The commission measures abundance of Pacific salmon based on commercial catch reporting from the five member countries: The U.S., Russia, Japan, Canada and South Korea.
According to commercial catch reporting, 322 million Pacific salmon were caught by commercial fishermen in 2020 — 606,000 metric tonnes — which was the lowest since 1982.
The year before, in 2019, a record 5.5 billion hatchery fish were released, and 5.1 billion were released in 2020.
The total North American catch (Alaska, Canada, Washington, Oregon and California) was 252,000 metric tonnes, which was the lowest since 1977. The 2020 chum salmon catch in Alaska was the lowest since 1989.
“In Canada, while catches remain historically low, catches for sockeye, pink, and chum salmon increased compared to 2019,” the NPAFC report notes.
In Washington, Oregon and California, the commercial catch for chum and sockeye salmon in 2020 was the lowest on record in 2020.
The main species for the commercial salmon industry are pink, chum, sockeye, coho and chinook, with pink salmon accounting for nearly half (46%) of the harvest by weight, followed by chum (27%), sockeye (23%) and coho (3%). Chinook, Japanese cherry salmon and steelhead account for only 1% of the commercial harvest.

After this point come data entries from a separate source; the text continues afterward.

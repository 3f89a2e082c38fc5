//! Digital I/O seen by the control loop.

use embedded_hal::digital::v2::{InputPin, OutputPin};

use crate::drivers::button_handler::{Button, ButtonHandler, KeySample};
use crate::drivers::dds::{DdsInterface, ParallelPort};

/// Key inputs and DDS outputs of the board.
///
/// The board never reports failures, but every operation carries an error
/// channel so faults can be injected in tests.
pub trait DigitalIo {
    type Error;

    /// `true` while the key is physically pressed.
    fn read_button(&mut self, button: Button) -> Result<bool, Self::Error>;

    /// Present the value to the CPLD and latch it, as one sequence.
    fn write_phase_increment(&mut self, value: u16) -> Result<(), Self::Error>;

    /// Pulse the CPLD reset line once.
    fn reset_downstream_hardware(&mut self) -> Result<(), Self::Error>;

    fn read_keys(&mut self) -> Result<KeySample, Self::Error> {
        Ok(KeySample {
            increase: self.read_button(Button::Increase)?,
            decrease: self.read_button(Button::Decrease)?,
        })
    }
}

/// [`DigitalIo`] built from embedded-hal pins and two 8-bit ports.
pub struct BoardIo<INC, DEC, LO, HI, LATCH, RST> {
    keys: ButtonHandler<INC, DEC>,
    dds: DdsInterface<LO, HI, LATCH, RST>,
}

impl<INC, DEC, LO, HI, LATCH, RST, E> BoardIo<INC, DEC, LO, HI, LATCH, RST>
where
    INC: InputPin<Error = E>,
    DEC: InputPin<Error = E>,
    LO: ParallelPort<Error = E>,
    HI: ParallelPort<Error = E>,
    LATCH: OutputPin<Error = E>,
    RST: OutputPin<Error = E>,
{
    pub fn new(keys: ButtonHandler<INC, DEC>, dds: DdsInterface<LO, HI, LATCH, RST>) -> Self {
        Self { keys, dds }
    }

    pub fn release(self) -> (ButtonHandler<INC, DEC>, DdsInterface<LO, HI, LATCH, RST>) {
        (self.keys, self.dds)
    }
}

impl<INC, DEC, LO, HI, LATCH, RST, E> DigitalIo for BoardIo<INC, DEC, LO, HI, LATCH, RST>
where
    INC: InputPin<Error = E>,
    DEC: InputPin<Error = E>,
    LO: ParallelPort<Error = E>,
    HI: ParallelPort<Error = E>,
    LATCH: OutputPin<Error = E>,
    RST: OutputPin<Error = E>,
{
    type Error = E;

    fn read_button(&mut self, button: Button) -> Result<bool, E> {
        self.keys.is_pressed(button)
    }

    fn write_phase_increment(&mut self, value: u16) -> Result<(), E> {
        self.dds.load(value)
    }

    fn reset_downstream_hardware(&mut self) -> Result<(), E> {
        self.dds.reset()
    }
}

By far, Russia has the largest share of the commercial salmon catch, at 48%, followed by the U.S. (mainly Alaska) at 41%, and 10% by Japan. Canada’s share of the global Pacific salmon commercial catch is just 1%; South Korea’s is less than 1%.

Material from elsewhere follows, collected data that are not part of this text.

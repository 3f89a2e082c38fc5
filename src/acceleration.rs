//! Hold-time tracking for key repeat acceleration

use crate::config::{ACCEL_THRESHOLD_MS, HOLD_MAX_MS, HOLD_STEP_MS};

/// Milliseconds a navigation key has been held, saturating at [`HOLD_MAX_MS`].
#[derive(Copy, Clone, Debug, Default, PartialEq, Eq)]
pub struct HoldTimer {
    held_ms: u8,
}

impl HoldTimer {
    pub const fn new() -> Self {
        Self { held_ms: 0 }
    }

    /// Advance by one tick. Releasing the key clears the count at once.
    pub fn update(&mut self, held: bool) {
        if !held {
            self.held_ms = 0;
        } else if self.held_ms < HOLD_MAX_MS {
            self.held_ms = self.held_ms.saturating_add(HOLD_STEP_MS).min(HOLD_MAX_MS);
        }
    }

    #[inline]
    pub fn accelerating(&self) -> bool {
        self.held_ms >= ACCEL_THRESHOLD_MS
    }

    #[inline]
    pub fn held_ms(&self) -> u8 {
        self.held_ms
    }
}

#[cfg(test)]
mod tests {
    use super::*;

    #[test]
    fn threshold_after_ten_ticks() {
        let mut timer = HoldTimer::new();
        for _ in 0..9 {
            timer.update(true);
        }
        assert_eq!(timer.held_ms(), 90);
        assert!(!timer.accelerating());

        timer.update(true);
        assert!(timer.accelerating());
    }

    #[test]
    fn saturates_at_max() {
        let mut timer = HoldTimer::new();
        for _ in 0..100 {
            timer.update(true);
        }
        assert_eq!(timer.held_ms(), HOLD_MAX_MS);
        assert!(timer.accelerating());
    }

    #[test]
    fn release_resets_immediately() {
        let mut timer = HoldTimer::new();
        for _ in 0..25 {
            timer.update(true);
        }
        timer.update(false);
        assert_eq!(timer.held_ms(), 0);
        assert!(!timer.accelerating());
    }
}
//! Firmware for a DDS frequency generator on the ATmega128.
//!
//! Two keys tune a 16-bit phase increment that is latched into the CPLD in
//! front of the DDS, and the resulting output frequency is shown on the
//! display. Everything except the `hal` module is target independent and runs under
//! `cargo test` on the host.

#![no_std]

pub mod acceleration;
pub mod application;
pub mod config;
pub mod controller;
pub mod diagnostics;
pub mod drivers;
pub mod frequency;
pub mod io;
pub mod os;

#[cfg(target_arch = "avr")]
pub mod hal;

pub use application::Application;
pub use controller::{Mode, PhaseController, Screen, TickOutcome};
pub use diagnostics::{Diagnostics, Error, FaultKind};
pub use drivers::{Button, DisplaySink, KeySample};
pub use frequency::{format_frequency, DisplayFormatFailure};
pub use io::{BoardIo, DigitalIo};
pub use os::{Scheduler, Ticker};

The 2020 chum salmon catch in Alaska — 28,000 metric tonnes — was the lowest since 1989.
The sockeye commercial catch was 107,000 metric tonnes in 2020. The five-year average is 133,000 metric tonnes.
Efforts are currently underway to get a better understanding of what happens when salmon migrate to the open ocean through a winter survey, an effort that was initiated by Dick Beamish, scientist emeritus from Fisheries and Oceans Canada’s Pacific Biological Station in Nanaimo.
In 2019, he assembled a team of scientists to conduct an open ocean survey.
This year, more salmon research surveys are planned for the western and northern Bering Sea, the northwestern North Pacific, and the southern Sea of Okhotsk.
Researchers will be studying salmon migration timing, abundance, distribution, survival, marine ecology, run size forecasting, stock identification, and salmon growth and body condition at sea.